Traceback (most recent call last):
File "<frozen runpy>", line 198, in _run_module_as_main
File "<frozen runpy>", line 88, in _run_code
File "D:\envs\lmdeploy\Scripts\lmdeploy.exe\__main__.py", line 7, in <module>
File "D:\envs\lmdeploy\Lib\site-packages\lmdeploy\cli\entrypoint.py", line 39, in run
args.run(args)
File "D:\envs\lmdeploy\Lib\site-packages\lmdeploy\cli\serve.py", line 283, in api_server
else get_max_batch_size(args.device)
^^^^^^^^^^^^^^^^^^^^^^^^^^^^^^^
File "D:\envs\lmdeploy\Lib\site-packages\lmdeploy\utils.py", line 338, in get_max_batch_size
device_name = torch.cuda.get_device_name(0).lower()
^^^^^^^^^^^^^^^^^^^^^^^^^^^^^
File "D:\envs\lmdeploy\Lib\site-packages\torch\cuda\__init__.py", line 493, in get_device_name
return get_device_properties(device).name
^^^^^^^^^^^^^^^^^^^^^^^^^^^^^
File "D:\envs\lmdeploy\Lib\site-packages\torch\cuda\__init__.py", line 523, in get_device_properties
_lazy_init() # will define _get_device_properties
^^^^^^^^^^^^
File "D:\envs\lmdeploy\Lib\site-packages\torch\cuda\__init__.py", line 310, in _lazy_init
raise AssertionError("Torch not compiled with CUDA enabled")

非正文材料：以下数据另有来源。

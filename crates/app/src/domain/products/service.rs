//! Products service.

use async_trait::async_trait;
use mockall::automock;
use tracing::info;

use crate::{
    database::Db,
    domain::products::{
        data::{NewProduct, ProductDetails, ProductFilter, ProductKey},
        errors::ProductsServiceError,
        records::{ProductRecord, ProductUuid},
        repository::PgProductsRepository,
    },
};

#[derive(Debug, Clone)]
pub struct PgProductsService {
    db: Db,
    repository: PgProductsRepository,
}

impl PgProductsService {
    #[must_use]
    pub fn new(db: Db) -> Self {
        Self {
            db,
            repository: PgProductsRepository::new(),
        }
    }
}

#[async_trait]
impl ProductsService for PgProductsService {
    async fn list_products(
        &self,
        filter: ProductFilter,
    ) -> Result<Vec<ProductRecord>, ProductsServiceError> {
        let mut tx = self.db.begin().await?;

        let products = self.repository.list_products(&mut tx, &filter).await?;

        tx.commit().await?;

        Ok(products)
    }

    async fn get_product(&self, key: ProductKey) -> Result<ProductRecord, ProductsServiceError> {
        let mut tx = self.db.begin().await?;

        let product = self.repository.get_product(&mut tx, &key).await?;

        tx.commit().await?;

        Ok(product)
    }

    #[tracing::instrument(
        name = "products.service.create_product",
        skip(self, product),
        fields(product_uuid = %product.uuid, slug = %product.details.slug),
        err
    )]
    async fn create_product(
        &self,
        product: NewProduct,
    ) -> Result<ProductRecord, ProductsServiceError> {
        let mut tx = self.db.begin().await?;

        let created = self.repository.create_product(&mut tx, &product).await?;

        tx.commit().await?;

        info!(product_uuid = %created.uuid, "created product");

        Ok(created)
    }

    #[tracing::instrument(
        name = "products.service.update_product",
        skip(self, details),
        fields(product_uuid = %product),
        err
    )]
    async fn update_product(
        &self,
        product: ProductUuid,
        details: ProductDetails,
    ) -> Result<ProductRecord, ProductsServiceError> {
        let mut tx = self.db.begin().await?;

        let updated = self
            .repository
            .update_product(&mut tx, product, &details)
            .await?;

        tx.commit().await?;

        info!(product_uuid = %updated.uuid, "updated product");

        Ok(updated)
    }

    #[tracing::instrument(
        name = "products.service.delete_product",
        skip(self),
        fields(product_uuid = %product),
        err
    )]
    async fn delete_product(&self, product: ProductUuid) -> Result<(), ProductsServiceError> {
        let mut tx = self.db.begin().await?;

        let rows_affected = self.repository.delete_product(&mut tx, product).await?;

        if rows_affected == 0 {
            return Err(ProductsServiceError::NotFound);
        }

        tx.commit().await?;

        info!(product_uuid = %product, "deleted product");

        Ok(())
    }
}

#[automock]
#[async_trait]
pub trait ProductsService: Send + Sync {
    /// Retrieves live products matching the filter, oldest first.
    async fn list_products(
        &self,
        filter: ProductFilter,
    ) -> Result<Vec<ProductRecord>, ProductsServiceError>;

    /// Retrieve a single live product by UUID or slug.
    async fn get_product(&self, key: ProductKey) -> Result<ProductRecord, ProductsServiceError>;

    /// Creates a new product.
    async fn create_product(
        &self,
        product: NewProduct,
    ) -> Result<ProductRecord, ProductsServiceError>;

    /// Replaces every editable field of a product.
    async fn update_product(
        &self,
        product: ProductUuid,
        details: ProductDetails,
    ) -> Result<ProductRecord, ProductsServiceError>;

    /// Soft-deletes a product; it disappears from listings and lookups.
    async fn delete_product(&self, product: ProductUuid) -> Result<(), ProductsServiceError>;
}

#[cfg(test)]
mod tests {
    use testresult::TestResult;

    use crate::test::{TestContext, helpers::product_details};

    use super::*;

    #[tokio::test]
    async fn create_product_returns_record() -> TestResult {
        let ctx = TestContext::new().await;
        let uuid = ProductUuid::new();

        let product = ctx
            .products
            .create_product(NewProduct {
                uuid,
                details: product_details("phone", 499_900, Some(449_900)),
            })
            .await?;

        assert_eq!(product.uuid, uuid);
        assert_eq!(product.slug, "phone");
        assert_eq!(product.price, 499_900);
        assert_eq!(product.sale_price, Some(449_900));
        assert_eq!(product.currency, "INR");
        assert_eq!(product.primary_image(), Some("https://img.example.com/phone.png"));
        assert!(product.deleted_at.is_none());

        Ok(())
    }

    #[tokio::test]
    async fn get_product_by_uuid_or_slug() -> TestResult {
        let ctx = TestContext::new().await;
        let uuid = ProductUuid::new();

        ctx.products
            .create_product(NewProduct {
                uuid,
                details: product_details("laptop", 999_900, None),
            })
            .await?;

        let by_uuid = ctx.products.get_product(ProductKey::Uuid(uuid)).await?;
        let by_slug = ctx
            .products
            .get_product(ProductKey::Slug("laptop".to_string()))
            .await?;

        assert_eq!(by_uuid.uuid, uuid);
        assert_eq!(by_slug.uuid, uuid);

        Ok(())
    }

    #[tokio::test]
    async fn get_product_unknown_returns_not_found() {
        let ctx = TestContext::new().await;

        let result = ctx
            .products
            .get_product(ProductKey::Slug("missing".to_string()))
            .await;

        assert!(
            matches!(result, Err(ProductsServiceError::NotFound)),
            "expected NotFound, got {result:?}"
        );
    }

    #[tokio::test]
    async fn list_products_applies_filters() -> TestResult {
        let ctx = TestContext::new().await;

        let mut phone = product_details("smart-phone", 2_000_000, None);
        phone.title = "Smart Phone".to_string();
        phone.featured = true;

        let mut shirt = product_details("shirt", 150_000, None);
        shirt.title = "Cotton Shirt".to_string();
        shirt.category = "fashion".to_string();

        for details in [phone, shirt] {
            ctx.products
                .create_product(NewProduct {
                    uuid: ProductUuid::new(),
                    details,
                })
                .await?;
        }

        let slugs = |products: Vec<ProductRecord>| -> Vec<String> {
            products.into_iter().map(|product| product.slug).collect()
        };

        let by_query = ctx
            .products
            .list_products(ProductFilter {
                query: Some("PHONE".to_string()),
                ..ProductFilter::default()
            })
            .await?;

        let by_category = ctx
            .products
            .list_products(ProductFilter {
                category: Some("fashion".to_string()),
                ..ProductFilter::default()
            })
            .await?;

        let by_price = ctx
            .products
            .list_products(ProductFilter {
                min_price: Some(100_000),
                max_price: Some(150_000),
                ..ProductFilter::default()
            })
            .await?;

        let featured = ctx
            .products
            .list_products(ProductFilter {
                featured: Some(true),
                ..ProductFilter::default()
            })
            .await?;

        let limited = ctx
            .products
            .list_products(ProductFilter {
                limit: 1,
                ..ProductFilter::default()
            })
            .await?;

        assert_eq!(slugs(by_query), vec!["smart-phone"]);
        assert_eq!(slugs(by_category), vec!["shirt"]);
        assert_eq!(slugs(by_price), vec!["shirt"]);
        assert_eq!(slugs(featured), vec!["smart-phone"]);
        assert_eq!(slugs(limited), vec!["smart-phone"]);

        Ok(())
    }

    #[tokio::test]
    async fn update_product_replaces_details() -> TestResult {
        let ctx = TestContext::new().await;
        let uuid = ProductUuid::new();

        ctx.products
            .create_product(NewProduct {
                uuid,
                details: product_details("camera", 3_000_000, Some(2_750_000)),
            })
            .await?;

        let mut details = product_details("camera-pro", 3_500_000, None);
        details.tags = vec!["pro".to_string()];

        let updated = ctx.products.update_product(uuid, details).await?;

        assert_eq!(updated.uuid, uuid);
        assert_eq!(updated.slug, "camera-pro");
        assert_eq!(updated.price, 3_500_000);
        assert_eq!(updated.sale_price, None, "sale price should be cleared");
        assert_eq!(updated.tags, vec!["pro"]);

        Ok(())
    }

    #[tokio::test]
    async fn update_product_unknown_uuid_returns_not_found() {
        let ctx = TestContext::new().await;

        let result = ctx
            .products
            .update_product(ProductUuid::new(), product_details("ghost", 100, None))
            .await;

        assert!(
            matches!(result, Err(ProductsServiceError::NotFound)),
            "expected NotFound, got {result:?}"
        );
    }

    #[tokio::test]
    async fn delete_product_hides_it_and_frees_the_slug() -> TestResult {
        let ctx = TestContext::new().await;
        let uuid = ProductUuid::new();

        ctx.products
            .create_product(NewProduct {
                uuid,
                details: product_details("watch", 500_000, None),
            })
            .await?;

        ctx.products.delete_product(uuid).await?;

        let result = ctx.products.get_product(ProductKey::Uuid(uuid)).await;

        assert!(
            matches!(result, Err(ProductsServiceError::NotFound)),
            "expected NotFound after deletion, got {result:?}"
        );

        ctx.products
            .create_product(NewProduct {
                uuid: ProductUuid::new(),
                details: product_details("watch", 550_000, None),
            })
            .await?;

        let second_delete = ctx.products.delete_product(uuid).await;

        assert!(
            matches!(second_delete, Err(ProductsServiceError::NotFound)),
            "expected NotFound on repeat deletion, got {second_delete:?}"
        );

        Ok(())
    }

    #[tokio::test]
    async fn create_product_duplicate_slug_returns_already_exists() -> TestResult {
        let ctx = TestContext::new().await;

        ctx.products
            .create_product(NewProduct {
                uuid: ProductUuid::new(),
                details: product_details("tablet", 100, None),
            })
            .await?;

        let result = ctx
            .products
            .create_product(NewProduct {
                uuid: ProductUuid::new(),
                details: product_details("tablet", 200, None),
            })
            .await;

        assert!(
            matches!(result, Err(ProductsServiceError::AlreadyExists)),
            "expected AlreadyExists, got {result:?}"
        );

        Ok(())
    }
}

AssertionError: Torch not compiled with CUDA enabled
conda list 查出来也表明 没有cuda
遇到的错误表明PyTorch未正确启用CUDA支持。
因此我们需要安装cuda,版本至少11.8
# 以下二选一
pip3 install torch torchvision torchaudio --index-url https://download.pytorch.org/whl/cu118
pip3 install torch torchvision torchaudio --index-url https://download.pytorch.org/whl/cu121
安装好以后,再次启动,没有报错
lmdeploy serve api_server "D:\Program Files\python\PycharmProjects\AiStudyProject\demo06\models\Qwen\Qwen2___5-0___5B-Instruct"
如此就可以通过代码连接,跑起来了。